Mereka adalah kaum Shakya, ujar Bharan, menyebut nama kastanya. Saya tidak bertanya, menyebut kasta termasuk dalam perkenalan di daerah ini. Shakya adalah kasta rendah, begitu termarjinalkan sehingga mereka menjadi penerima kebijakan afirmatif atau `diskriminasi positif`.
Hidup sebagai kasta rendah berarti hidup yang selalu diliputi rasa tidak aman dan ketakutan. Dengan penculikan anaknya, ketakutan Ram Bharan menjadi nyata.
Sehari setelah anaknya hilang, ia melapor ke polisi, tuturnya kepada saya.
Bharan tak punya ongkos naik bus, jadi ia berjalan kaki. Butuh dua jam perjalanan untuk sampai ke kantor polisi. Ia menceritakan kepada petugas apa yang diketahuinya.
Salah satu penculiknya adalah tetangga Bharan. Polisi mendatangi desanya untuk mencari laki-laki itu, dan ketika mereka gagal menemukannya, mereka menghancurkan gubuk si laki-laki sebagai pelajaran. Lalu mereka pergi, dan tak pernah kembali lagi.
Ketika saya mengunjungi kantor polisi, ternyata bahkan tidak ada catatan tentang laporan Bharan. Petugas yang berbicara kepada saya bersikap acuh tak acuh. "Anak perempuan suka kabur," ujarnya.
Saya tidak terkejut dengan ucapannya. Mencari anak hilang butuh waktu, tenaga kerja, dan biaya, dan polisi di India kekurangan semua ini. Supaya tidak perlu membuka penyelidikan, mereka bersikap seakan tidak ada tindak kejahatan.
Savitri bahkan bukan remaja perempuan pertama yang hilang di daerah itu. Menurut desas-desus di desa, tetangga yang menculiknya berhubungan dengan jaringan perdagangan manusia yang memasok anak-anak gadis ke rumah-rumah bordil di Mumbai dan Delhi. Ketika anak-anak menghilang di India, seringkali karena penculikan.
Tapi ada anak yang memang kabur demi mengusahakan hidup yang lebih baik bagi diri mereka sendiri. Sedikitnya setengah dari anak-anak di seluruh India hidup dalam kemiskinan parah. Mereka tidak punya cukup makanan atau air minum bersih di rumah mereka; beberapa bahkan rumah pun tak punya.
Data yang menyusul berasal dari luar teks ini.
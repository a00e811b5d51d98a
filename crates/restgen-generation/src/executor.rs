//! Plan execution and file assembly
//!
//! [`execute_plan`] drives every generator over the selected types of its
//! source package, exactly as a file-emitting driver would: the filter is
//! consulted once per type in order, and the generator runs each time it
//! fires. Rendering completes for the whole plan before anything is written.

use std::path::PathBuf;

use tracing::debug;

use crate::error::GenerationError;
use crate::generator::EmissionLedger;
use crate::naming::imports::merge_import_lines;
use crate::package::DOC_FILE_STEM;
use crate::planner::Plan;
use crate::templates::TemplateEngine;

/// Extension of generated files
pub const FILE_EXTENSION: &str = "go";

/// One fully rendered output file
#[derive(Debug, Clone, PartialEq, Eq)]
pub struct RenderedFile {
    /// Package clause name
    pub package_name: String,
    /// Package import path
    pub package_path: String,
    /// File name without extension
    pub file_stem: String,
    /// Header bytes
    pub header: Vec<u8>,
    /// Package documentation (doc files only)
    pub documentation: Option<String>,
    /// Sorted, deduplicated import lines
    pub imports: Vec<String>,
    /// Concatenated generator output
    pub body: String,
}

impl RenderedFile {
    /// File bytes: header, documentation, package clause, imports, body
    pub fn assemble(&self) -> Vec<u8> {
        let mut out = self.header.clone();
        if !out.is_empty() {
            if !out.ends_with(b"\n") {
                out.push(b'\n');
            }
            out.push(b'\n');
        }

        let mut text = String::new();
        if let Some(documentation) = &self.documentation {
            text.push_str(documentation);
            if !documentation.ends_with('\n') {
                text.push('\n');
            }
        }
        text.push_str(&format!("package {}\n", self.package_name));

        if !self.imports.is_empty() {
            text.push_str("\nimport (\n");
            for line in &self.imports {
                text.push('\t');
                text.push_str(line);
                text.push('\n');
            }
            text.push_str(")\n");
        }
        text.push_str(&self.body);

        out.extend_from_slice(text.as_bytes());
        out
    }

    /// Location under the output base: the package path relative to
    /// `output_package`, then `<stem>.go`
    pub fn relative_path(&self, output_package: &str) -> PathBuf {
        let relative = self
            .package_path
            .strip_prefix(output_package)
            .unwrap_or(&self.package_path)
            .trim_start_matches('/');
        relative
            .split('/')
            .filter(|segment| !segment.is_empty())
            .collect::<PathBuf>()
            .join(format!("{}.{}", self.file_stem, FILE_EXTENSION))
    }
}

/// Render every file of `plan`
///
/// Uses a fresh [`EmissionLedger`], so executing the same plan twice yields
/// identical files. The first template failure aborts the whole run.
pub fn execute_plan(plan: &Plan, engine: &TemplateEngine) -> Result<Vec<RenderedFile>, GenerationError> {
    let mut ledger = EmissionLedger::new();
    let mut files = Vec::new();

    for package in &plan.packages {
        if let Some(documentation) = &package.documentation {
            files.push(RenderedFile {
                package_name: package.name.clone(),
                package_path: package.path.clone(),
                file_stem: DOC_FILE_STEM.to_string(),
                header: package.header.clone(),
                documentation: Some(documentation.clone()),
                imports: Vec::new(),
                body: String::new(),
            });
        }

        for generator in &package.generators {
            let mut body = String::new();
            let mut imports = Vec::new();
            for declaration in &plan.types {
                if !generator.filter(declaration, &mut ledger) {
                    continue;
                }
                let section = generator.generate_type(declaration, engine).map_err(|source| {
                    GenerationError::Template {
                        generator: generator.id().to_string(),
                        source,
                    }
                })?;
                ledger.record_emission(generator.id())?;
                body.push_str(&section.body);
                imports.extend(section.imports);
            }

            debug!(generator = %generator.id(), bytes = body.len(), "rendered file");
            files.push(RenderedFile {
                package_name: package.name.clone(),
                package_path: package.path.clone(),
                file_stem: generator.file_stem().to_string(),
                header: package.header.clone(),
                documentation: None,
                imports: merge_import_lines(imports.iter().map(String::as_str)),
                body,
            });
        }
    }

    Ok(files)
}

#[cfg(test)]
mod tests {
    use super::*;
    use crate::models::{Member, SourcePackage, TypeDeclaration, TypeName, TypeUniverse};
    use crate::planner::{PackagePlanner, PlannerConfig};

    const API: &str = "github.com/acme/apis/ecs/v1";
    const OUT: &str = "github.com/acme/app";

    fn annotated(name: &str) -> TypeDeclaration {
        TypeDeclaration::new(TypeName::new(API, name))
            .with_member(
                Member::new("ObjectMeta", TypeName::new("k8s.io/apimachinery/pkg/apis/meta/v1", "ObjectMeta"))
                    .with_tags("json:\"metadata\""),
            )
            .with_comment_lines(["+genclient"])
    }

    fn plan(types: &[&str]) -> Plan {
        let package = types
            .iter()
            .fold(SourcePackage::new(API), |p, t| p.with_type(annotated(t)));
        PackagePlanner::new(PlannerConfig::new(OUT).with_header(b"// Copyright Acme.\n".to_vec()))
            .unwrap()
            .plan(&TypeUniverse::new().with_package(package))
            .unwrap()
    }

    fn paths(files: &[RenderedFile]) -> Vec<String> {
        files
            .iter()
            .map(|f| f.relative_path(OUT).to_string_lossy().replace('\\', "/"))
            .collect()
    }

    #[test]
    fn test_emitted_file_set() {
        let files = execute_plan(&plan(&["Secret", "Namespace"]), &TemplateEngine::new()).unwrap();
        assert_eq!(
            paths(&files),
            vec![
                "server/controller/doc.go",
                "server/controller/controller.go",
                "server/controller/utils.go",
                "server/service/doc.go",
                "server/service/interface.go",
                "server/middleware/doc.go",
                "server/middleware/auth.go",
                "server/controller/namespace/doc.go",
                "server/controller/namespace/namespace.go",
                "server/service/namespace.go",
                "server/controller/secret/doc.go",
                "server/controller/secret/secret.go",
                "server/service/secret.go",
                "server/doc.go",
                "server/server.go",
            ]
        );
    }

    #[test]
    fn test_meta_generators_emit_once() {
        let files = execute_plan(&plan(&["Secret", "Namespace"]), &TemplateEngine::new()).unwrap();
        let controller = files.iter().find(|f| f.file_stem == "controller").unwrap();
        assert_eq!(controller.body.matches("type Options struct").count(), 1);
        let interface = files.iter().find(|f| f.file_stem == "interface").unwrap();
        assert_eq!(interface.body.matches("type Interface interface").count(), 1);
        assert_eq!(interface.body.matches("CreateSecret(").count(), 1);
    }

    #[test]
    fn test_two_sources_render_one_server() {
        let core = "github.com/acme/apis/core/v1";
        let secret = TypeDeclaration::new(TypeName::new(core, "Secret"))
            .with_member(
                Member::new("ObjectMeta", TypeName::new("k8s.io/apimachinery/pkg/apis/meta/v1", "ObjectMeta"))
                    .with_tags("json:\"metadata\""),
            )
            .with_comment_lines(["+genclient"]);
        let universe = TypeUniverse::new()
            .with_package(SourcePackage::new(API).with_type(annotated("KubernetesCluster")))
            .with_package(SourcePackage::new(core).with_type(secret));
        let plan = PackagePlanner::new(PlannerConfig::new(OUT)).unwrap().plan(&universe).unwrap();

        let files = execute_plan(&plan, &TemplateEngine::new()).unwrap();

        let servers: Vec<&RenderedFile> = files.iter().filter(|f| f.file_stem == "server").collect();
        assert_eq!(servers.len(), 1);
        assert!(servers[0].body.contains("kubernetesclusterctrl.New("));
        assert!(servers[0].body.contains("secretctrl.New("));

        let interface = files.iter().find(|f| f.file_stem == "interface").unwrap();
        assert_eq!(interface.body.matches("type Interface interface").count(), 1);
        assert!(interface.body.contains("CreateKubernetesCluster("));
        assert!(interface.body.contains("CreateSecret("));

        let secret_ctrl = files
            .iter()
            .find(|f| f.package_path.ends_with("controller/secret") && f.file_stem == "secret")
            .unwrap();
        assert!(secret_ctrl.body.contains("core/v1 Secret routes"));
    }

    #[test]
    fn test_execution_is_idempotent() {
        let plan = plan(&["Secret", "Namespace", "KubernetesCluster"]);
        let engine = TemplateEngine::new();
        let first = execute_plan(&plan, &engine).unwrap();
        let second = execute_plan(&plan, &engine).unwrap();
        assert_eq!(first, second);
    }

    #[test]
    fn test_assemble_layout() {
        let file = RenderedFile {
            package_name: "secret".to_string(),
            package_path: format!("{}/server/controller/secret", OUT),
            file_stem: "secret".to_string(),
            header: b"// Copyright Acme.".to_vec(),
            documentation: None,
            imports: vec!["\"net/http\"".to_string()],
            body: "\nfunc x() {}\n".to_string(),
        };
        let text = String::from_utf8(file.assemble()).unwrap();
        assert_eq!(
            text,
            "// Copyright Acme.\n\npackage secret\n\nimport (\n\t\"net/http\"\n)\n\nfunc x() {}\n"
        );
    }

    #[test]
    fn test_doc_file_layout() {
        let files = execute_plan(&plan(&["Secret"]), &TemplateEngine::new()).unwrap();
        let doc = &files[0];
        let text = String::from_utf8(doc.assemble()).unwrap();
        assert_eq!(
            text,
            "// Copyright Acme.\n\n// Package controller has the generated controller options and response helpers.\npackage controller\n"
        );
    }
}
Beberapa anak dijual oleh orang tua mereka sendiri. Terkadang anak perempuan yang tidak diinginkan sengaja dibiarkan tersesat di pasar yang sibuk.
Pemerintah belum memberikan upaya maksimal. Dan bahkan kalaupun mereka memperkuat polisi, sekadar menemukan anak yang hilang tidak menyelesaikan akar masalahnya yakni perlindungan dan perhatian bagi anak-anak.
India berulang kali mengutuk meluasnya penculikan anak yang mereka sebut sama jahatnya dengan terorisme.
Ketika saya kembali ke Ram Bharan untuk memberitahunya apa yang saya dapatkan di kantor polisi, ia teringat sesuatu.
Polisi meminta foto anak perempuannya itu, ujarnya. Tapi ia tak pernah punya uang untuk membuat foto, tidak pula untuk foto identitas yang dibuat di kios sederhana di pasar desa.
Kini anaknya telah tiada, ia mendesah. Dan ia bahkan tak punya tanda mata apa pun untuk mengingatnya.